Data items:
# # # # #
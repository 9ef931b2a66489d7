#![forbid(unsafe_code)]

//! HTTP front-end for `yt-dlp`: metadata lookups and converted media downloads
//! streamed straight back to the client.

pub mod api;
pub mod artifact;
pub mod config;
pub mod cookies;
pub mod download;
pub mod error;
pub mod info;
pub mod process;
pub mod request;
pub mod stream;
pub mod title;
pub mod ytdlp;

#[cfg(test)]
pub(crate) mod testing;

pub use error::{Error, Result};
# # # # #
* [Work item] Reproduce the full set of entries above exactly, without dropping a line.

* [Solution to this problem]
repository 9ef931b2a66489d7
#![forbid(unsafe_code)]

//! HTTP front-end for `yt-dlp`: metadata lookups and converted media downloads
//! streamed straight back to the client.

pub mod api;
pub mod artifact;
pub mod config;
pub mod cookies;
pub mod download;
pub mod error;
pub mod info;
pub mod process;
pub mod request;
pub mod stream;
pub mod title;
pub mod ytdlp;

#[cfg(test)]
pub(crate) mod testing;

pub use error::{Error, Result};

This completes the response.